**MATERIAL FOR THE TASK:**
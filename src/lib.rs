#![cfg_attr(not(test), no_std)]

//! [ADF4351](https://www.analog.com/en/products/adf4351.html) signal generator.
//!
//! Divider planning for arbitrary output frequencies, register packing,
//! an SPI driver and a control loop for frequency glides and modulation.

pub mod constants;
pub mod register;
pub mod errors;
pub mod config;
pub mod frequency;
pub mod steps;
pub mod device;
pub mod amplitude;
pub mod synth;
pub mod glide;
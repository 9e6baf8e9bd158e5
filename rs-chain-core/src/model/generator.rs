use std::hash::Hash;

use log::debug;
use rand::Rng;
use rand::rngs::ThreadRng;
use rand::seq::IndexedRandom;

use crate::error::ChainError;
use crate::model::chain_model::ChainModel;
use crate::model::token::Token;

/// Characters marking the end of a sentence.
const SENTENCE_END: [char; 5] = ['.', '!', '?', '"', '\''];

/// Shortest sentence run accepted by `generate_sentences`.
const MIN_SENTENCE_WORDS: usize = 4;

/// Number of attempts made by `generate_sentences` before giving up.
const MAX_SENTENCE_TRIES: usize = 100;

/// Strategy used to select the starting context of a walk.
///
/// # Variants
/// - `Random`: pick one of the model's contexts uniformly at random.
/// - `Custom(words)`: start from the given words; they must hold exactly
///   `order` words.
#[derive(Clone, Debug, PartialEq, Eq)]
pub enum StartSeed<W> {
	Random,
	Custom(Vec<W>),
}

/// Random walk over a trained `ChainModel`.
///
/// # Responsibilities
/// - Select a starting context
/// - Extend the output one sampled follower at a time, sliding the context
/// - Stop early on a dead end
///
/// The generator only borrows the model and owns its random source. It keeps
/// no state between calls besides that source.
#[derive(Debug)]
pub struct Generator<'m, W = String, R = ThreadRng> {
	model: &'m ChainModel<W>,
	rng: R,
}

impl<'m, W> Generator<'m, W, ThreadRng> {
	/// Creates a generator drawing from the thread-local random source.
	pub fn new(model: &'m ChainModel<W>) -> Self {
		Self { model, rng: rand::rng() }
	}
}

impl<'m, W, R> Generator<'m, W, R>
where
	W: Eq + Hash + Clone,
	R: Rng,
{
	/// Creates a generator with an injected random source.
	///
	/// Combined with a seeded generator (ex. `StdRng::seed_from_u64`), the
	/// output is reproducible.
	pub fn with_rng(model: &'m ChainModel<W>, rng: R) -> Self {
		Self { model, rng }
	}

	/// Returns the model this generator walks over.
	pub fn model(&self) -> &'m ChainModel<W> {
		self.model
	}

	/// Generates up to `length` words, starting from a random context.
	///
	/// # Returns
	/// - `Ok(words)` with exactly `length` words, or fewer if a dead end was
	///   reached. The first `order` words are the starting context.
	///
	/// # Errors
	/// Returns `ChainError::EmptyModel` if the model has no context.
	pub fn generate(&mut self, length: usize) -> Result<Vec<W>, ChainError> {
		self.generate_with(&StartSeed::Random, length)
	}

	/// Generates up to `length` words, starting from `start_seed`.
	///
	/// # Behavior
	/// - `length == 0` returns an empty sequence without looking at the model.
	/// - The starting context is emitted first, cut to `length` if needed.
	/// - Each following word is drawn from the followers of the last `order`
	///   words emitted.
	/// - A context without followers ends the walk (short output, not an error).
	///   A custom seed unknown to the model ends it right away.
	///
	/// # Errors
	/// - `ChainError::EmptyModel` if a random seed is requested from an empty model.
	/// - `ChainError::InvalidContext` if a custom seed does not hold `order` words.
	pub fn generate_with(&mut self, start_seed: &StartSeed<W>, length: usize) -> Result<Vec<W>, ChainError> {
		if length == 0 {
			return Ok(Vec::new());
		}

		let mut output = match start_seed {
			StartSeed::Random => self.random_seed("generate")?,
			StartSeed::Custom(words) => {
				if words.len() != self.model.order() {
					return Err(ChainError::InvalidContext {
						operation: "generate",
						order: self.model.order(),
						got: words.len(),
					});
				}
				words.clone()
			}
		};
		output.truncate(length);

		self.extend(&mut output, length)?;
		Ok(output)
	}

	/// Picks a context uniformly among all the model's contexts.
	fn random_seed(&mut self, operation: &'static str) -> Result<Vec<W>, ChainError> {
		let empty = ChainError::EmptyModel { operation, order: self.model.order() };
		if self.model.is_empty() {
			return Err(empty);
		}

		let index = self.rng.random_range(0..self.model.len());
		self.model.context_at(index).map(<[W]>::to_vec).ok_or(empty)
	}

	/// Extends `output` until it holds `length` words or a dead end is reached.
	fn extend(&mut self, output: &mut Vec<W>, length: usize) -> Result<(), ChainError> {
		let model = self.model;
		let order = model.order();

		while output.len() < length {
			let context = &output[output.len() - order..];
			let next = match model.followers_of(context)? {
				Some(followers) => followers.choose(&mut self.rng),
				None => None,
			};

			match next {
				Some(word) => output.push(word.clone()),
				None => {
					debug!("generate: dead end after {} of {} words", output.len(), length);
					break;
				}
			}
		}

		Ok(())
	}
}

impl<'m, W, R> Generator<'m, W, R>
where
	W: Eq + Hash + Clone + AsRef<str>,
	R: Rng,
{
	/// Generates text that (hopefully) reads as complete sentences.
	///
	/// # Behavior
	/// - Starts from a context whose last word ends with a period, so the
	///   first generated word is likely the start of a sentence.
	/// - Walks up to `length` words after that context; the context itself is
	///   not part of the output.
	/// - Drops the dangling words after the last sentence end
	///   (`.`, `!`, `?`, `"`, `'`).
	/// - Retries while fewer than 4 words remain; after 100 attempts the last
	///   attempt is returned as is.
	///
	/// `length == 0` returns an empty sequence without looking at the model.
	///
	/// # Errors
	/// - `ChainError::EmptyModel` if the model has no context.
	/// - `ChainError::NoSentenceStart` if no context ends with a period.
	pub fn generate_sentences(&mut self, length: usize) -> Result<Vec<W>, ChainError> {
		let model = self.model;
		let order = model.order();

		if length == 0 {
			return Ok(Vec::new());
		}
		if model.is_empty() {
			return Err(ChainError::EmptyModel { operation: "generate_sentences", order });
		}

		let starts: Vec<&[W]> = model
			.contexts()
			.filter(|context| context.last().is_some_and(|word| word.as_ref().ends_with('.')))
			.collect();
		if starts.is_empty() {
			return Err(ChainError::NoSentenceStart { operation: "generate_sentences", order });
		}

		let mut chain = Vec::new();
		for attempt in 1..=MAX_SENTENCE_TRIES {
			// Should not fail, `starts` is not empty
			let Some(start) = starts.choose(&mut self.rng) else { break };

			let mut output = start.to_vec();
			self.extend(&mut output, length.saturating_add(order))?;
			chain = output.split_off(order);

			if let Some(last_end) = chain.iter().rposition(|word| Self::ends_sentence(word)) {
				chain.truncate(last_end + 1);
			} else {
				chain.clear();
			}

			if chain.len() >= MIN_SENTENCE_WORDS {
				return Ok(chain);
			}
			debug!("generate_sentences: attempt {attempt} kept only {} words", chain.len());
		}

		Ok(chain)
	}

	fn ends_sentence(word: &W) -> bool {
		word.as_ref().ends_with(SENTENCE_END)
	}
}

impl<'m, W, R> Generator<'m, Token<W>, R>
where
	W: Eq + Hash + Clone,
	R: Rng,
{
	/// Generates one sequence from a model trained with `train_sequence`.
	///
	/// # Behavior
	/// - Starts from the all-boundary context, so the first word is the first
	///   word of some training sequence.
	/// - Stops when a boundary is drawn (end of a training sequence), or once
	///   `max_size` words have been generated.
	/// - Boundaries are never part of the output.
	/// - `max_size == Some(0)` returns an empty sequence without looking at the model.
	///
	/// # Errors
	/// - `ChainError::EmptyModel` if the model has no context.
	/// - `ChainError::NoSequenceStart` if the model was never trained on a sequence.
	pub fn generate_sequence(&mut self, max_size: Option<usize>) -> Result<Vec<W>, ChainError> {
		let model = self.model;
		let order = model.order();

		if max_size == Some(0) {
			return Ok(Vec::new());
		}
		if model.is_empty() {
			return Err(ChainError::EmptyModel { operation: "generate_sequence", order });
		}

		let mut context = model.start_context();
		if model.followers_of(&context)?.is_none() {
			return Err(ChainError::NoSequenceStart { operation: "generate_sequence", order });
		}

		let mut sequence = Vec::new();
		loop {
			let next = match model.followers_of(&context)? {
				Some(followers) => followers.choose(&mut self.rng),
				None => None,
			};

			let word = match next {
				Some(Token::Word(word)) => word,
				Some(Token::Boundary) => break,
				None => {
					// Only reachable when plain `train` was mixed in
					debug!("generate_sequence: dead end after {} words", sequence.len());
					break;
				}
			};

			sequence.push(word.clone());
			if max_size.is_some_and(|max| sequence.len() >= max) {
				break;
			}

			// Slide the context
			context.rotate_left(1);
			context[order - 1] = Token::Word(word.clone());
		}

		Ok(sequence)
	}
}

**WHAT NEEDS TO BE DONE:**
Go through the entries and report every line with the string "attempts".

**TASK RESULT:**
/// Number of attempts made by `generate_sentences` before giving up.
	/// - Retries while fewer than 4 words remain; after 100 attempts the last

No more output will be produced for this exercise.